Long-Term Projections Show Broad-Based Job Opportunities in Linn and Benton Counties

by Pat O'Connor

August 4, 2016

Linn and Benton counties will combine to add 6,660 jobs between 2014 and 2024, according to new projections from the Oregon Employment Department. This represents an 8 percent increase in employment over 10 years. The anticipated growth stems from private-sector gains of 5,330 jobs (9%) and growth of 910 jobs (4%) in government. This projected 8 percent growth rate well exceeds the 5 percent growth seen over the previous decade.
Beyond gains from economic growth, an additional 20,300 job openings will be created by 2024 as workers change occupations or leave for other reasons, such as retirement.

The 2014 to 2024 employment projections bring together several trends that have been building over the past few years: a strong health care sector, due in part to an aging population; continuing recovery from the Great Recession, particularly for the business services and trade sectors; and continuing baby boomer retirements.

Industry Projections

There will be job opportunities in all of the broad private-sector industry groups. The region's private educational and health services sector – of which hospitals are a big part – is projected to add the most jobs (+1,720). This is followed by the trade, transportation, and utilities sector (+970 jobs). This industry contains retailers and wholesale trade, as well as distribution centers in the area. Only information is expected to lose jobs (-50) by 2024. Information includes newspaper, directory, and book publishers, as well as software publishing. 

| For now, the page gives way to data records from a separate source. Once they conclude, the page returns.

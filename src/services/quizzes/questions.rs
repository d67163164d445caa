use actix_web::{HttpRequest, HttpResponse, Result as ActixResult};
use std::sync::Arc;

use super::rules::{check_question_removal, merge_question_update, validate_question};
use super::{QuizService, load_owned_quiz};
use crate::models::quizzes::{
    entities::Question,
    requests::{CreateQuestionRequest, UpdateQuestionRequest},
    responses::QuestionListResponse,
};
use crate::models::{ApiResponse, ErrorCode};
use crate::services::{bad_request, current_user, internal_error, not_found};
use crate::storage::Storage;

/// 题目必须属于该测验
async fn load_question(
    storage: &Arc<dyn Storage>,
    quiz_id: i64,
    question_id: i64,
) -> Result<Question, HttpResponse> {
    match storage.get_question_by_id(question_id).await {
        Ok(Some(q)) if q.quiz_id == quiz_id => Ok(q),
        Ok(_) => Err(not_found(ErrorCode::QuestionNotFound, "题目不存在")),
        Err(e) => Err(internal_error("查询题目失败", e)),
    }
}

/// 完整题目（含答案），仅创建者与管理员可见
pub async fn list_questions(
    service: &QuizService,
    request: &HttpRequest,
    quiz_id: i64,
) -> ActixResult<HttpResponse> {
    let user = match current_user(request) {
        Ok(user) => user,
        Err(resp) => return Ok(resp),
    };
    let storage = service.get_storage(request);

    if let Err(resp) = load_owned_quiz(&storage, quiz_id, &user).await {
        return Ok(resp);
    }

    match storage.list_questions(quiz_id).await {
        Ok(items) => Ok(HttpResponse::Ok().json(ApiResponse::success(
            QuestionListResponse { items },
            "查询成功",
        ))),
        Err(e) => Ok(internal_error("查询题目列表失败", e)),
    }
}

pub async fn add_question(
    service: &QuizService,
    request: &HttpRequest,
    quiz_id: i64,
    req: CreateQuestionRequest,
) -> ActixResult<HttpResponse> {
    let user = match current_user(request) {
        Ok(user) => user,
        Err(resp) => return Ok(resp),
    };
    let storage = service.get_storage(request);

    if let Err(resp) = load_owned_quiz(&storage, quiz_id, &user).await {
        return Ok(resp);
    }

    let draft = match validate_question(req) {
        Ok(draft) => draft,
        Err(msg) => return Ok(bad_request(ErrorCode::QuestionInvalid, msg)),
    };

    match storage.create_question(quiz_id, draft).await {
        Ok(question) => {
            Ok(HttpResponse::Created().json(ApiResponse::success(question, "题目添加成功")))
        }
        Err(e) => Ok(internal_error("添加题目失败", e)),
    }
}

pub async fn update_question(
    service: &QuizService,
    request: &HttpRequest,
    quiz_id: i64,
    question_id: i64,
    req: UpdateQuestionRequest,
) -> ActixResult<HttpResponse> {
    let user = match current_user(request) {
        Ok(user) => user,
        Err(resp) => return Ok(resp),
    };
    let storage = service.get_storage(request);

    if let Err(resp) = load_owned_quiz(&storage, quiz_id, &user).await {
        return Ok(resp);
    }
    let existing = match load_question(&storage, quiz_id, question_id).await {
        Ok(q) => q,
        Err(resp) => return Ok(resp),
    };

    let draft = match validate_question(merge_question_update(&existing, req)) {
        Ok(draft) => draft,
        Err(msg) => return Ok(bad_request(ErrorCode::QuestionInvalid, msg)),
    };

    match storage.update_question(question_id, draft).await {
        Ok(Some(question)) => {
            Ok(HttpResponse::Ok().json(ApiResponse::success(question, "题目更新成功")))
        }
        Ok(None) => Ok(not_found(ErrorCode::QuestionNotFound, "题目不存在")),
        Err(e) => Ok(internal_error("更新题目失败", e)),
    }
}

/// 已发布的测验不能删掉最后一道题
pub async fn delete_question(
    service: &QuizService,
    request: &HttpRequest,
    quiz_id: i64,
    question_id: i64,
) -> ActixResult<HttpResponse> {
    let user = match current_user(request) {
        Ok(user) => user,
        Err(resp) => return Ok(resp),
    };
    let storage = service.get_storage(request);

    let quiz = match load_owned_quiz(&storage, quiz_id, &user).await {
        Ok(quiz) => quiz,
        Err(resp) => return Ok(resp),
    };
    if let Err(resp) = load_question(&storage, quiz_id, question_id).await {
        return Ok(resp);
    }

    let question_count = match storage.count_questions(quiz_id).await {
        Ok(count) => count,
        Err(e) => return Ok(internal_error("统计题目失败", e)),
    };
    if let Err(rejection) = check_question_removal(&quiz, question_count) {
        return Ok(bad_request(rejection.error_code(), rejection.message()));
    }

    match storage.delete_question(question_id).await {
        Ok(true) => Ok(HttpResponse::Ok().json(ApiResponse::success_empty("题目已删除"))),
        Ok(false) => Ok(not_found(ErrorCode::QuestionNotFound, "题目不存在")),
        Err(e) => Ok(internal_error("删除题目失败", e)),
    }
}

The construction industry will continue its recovery from massive recession job losses and is projected to grow 15 percent and add 490 jobs by 2024. Construction's 15 percent growth is the second fastest rate of any industry, second only to private educational and health services. Even with its relatively fast growth rate, however, the construction industry's employment will not return to the level seen prior to the Great Recession. Other industries expected to fall short of pre-recession employment levels by 2024 include federal and local government, information, financial activities, and manufacturing.

Manufacturing and information will be the region's slowest-growing industries at 1 percent and negative 5 percent, respectively. Manufacturing is expected to add 100 jobs, while information is expected to shed 50 jobs.
Occupational Projections

Between 2014 and 2024, there will be job openings in most occupations. In addition to the more than 7,400 occupational openings from new or expanding businesses, Linn-Benton employers will also need sufficiently trained workers for the 20,300 openings due to the need to replace those leaving their occupations. Replacement openings will make up a majority of total job openings in all major occupational groups in Linn and Benton counties.

Linn and Benton counties' economic diversity is demonstrated by the occupational group projected to have the most job openings: service occupations are expected to have more than 6,100 openings from 2014 to 2024. Service occupations – which include jobs as varied as emergency services, pest control workers, and fast food cooks – generally pay lower wages and require lower levels of education.

Other large occupational groups are sales and related occupations, office and administrative occupations, and professional and related occupations. Professional occupations, which include web developers, engineers, and lawyers, tend to pay higher wages and require higher levels of education.
Health care and construction occupations are the two groups growing fastest, driven in large part by the aging population and recession-recovery trends. The top five fastest-growing specific occupations with more than 50 openings are physical therapists, home health aides, millwrights, industrial machinery mechanics, and conservation scientists.

In terms of actual job counts though, retail salespersons, counter attendants, cashiers, food preparation and serving workers, and waiters and waitresses are the five occupations with the most job openings anticipated in the coming 10 years. These are all large occupations, and they will all experience some openings due to economic growth and many more due to the retirement or other departure of existing workers.

About half (53 percent) of the projected job openings will require some sort of education beyond high school in order for candidates to be more competitive in the hiring process. A bachelor's degree or higher will be needed for about 28 percent of the openings at the competitive level in Linn and Benton counties.

Other Regional Projections

Central Oregon and the Portland Metro area will record the fastest employment growth over the 10-year period, according to projections made by the Oregon Employment Department's regional economists. The Portland tri-county area consisting of Multnomah, Washington, and Clackamas counties anticipates 15 percent employment growth by 2024. The Central Oregon region made up of Deschutes, Crook, and Jefferson counties expects employment gains of 16 percent. Harney and Malheur counties are expected to grow the slowest in the state, growing 3 percent by 2024.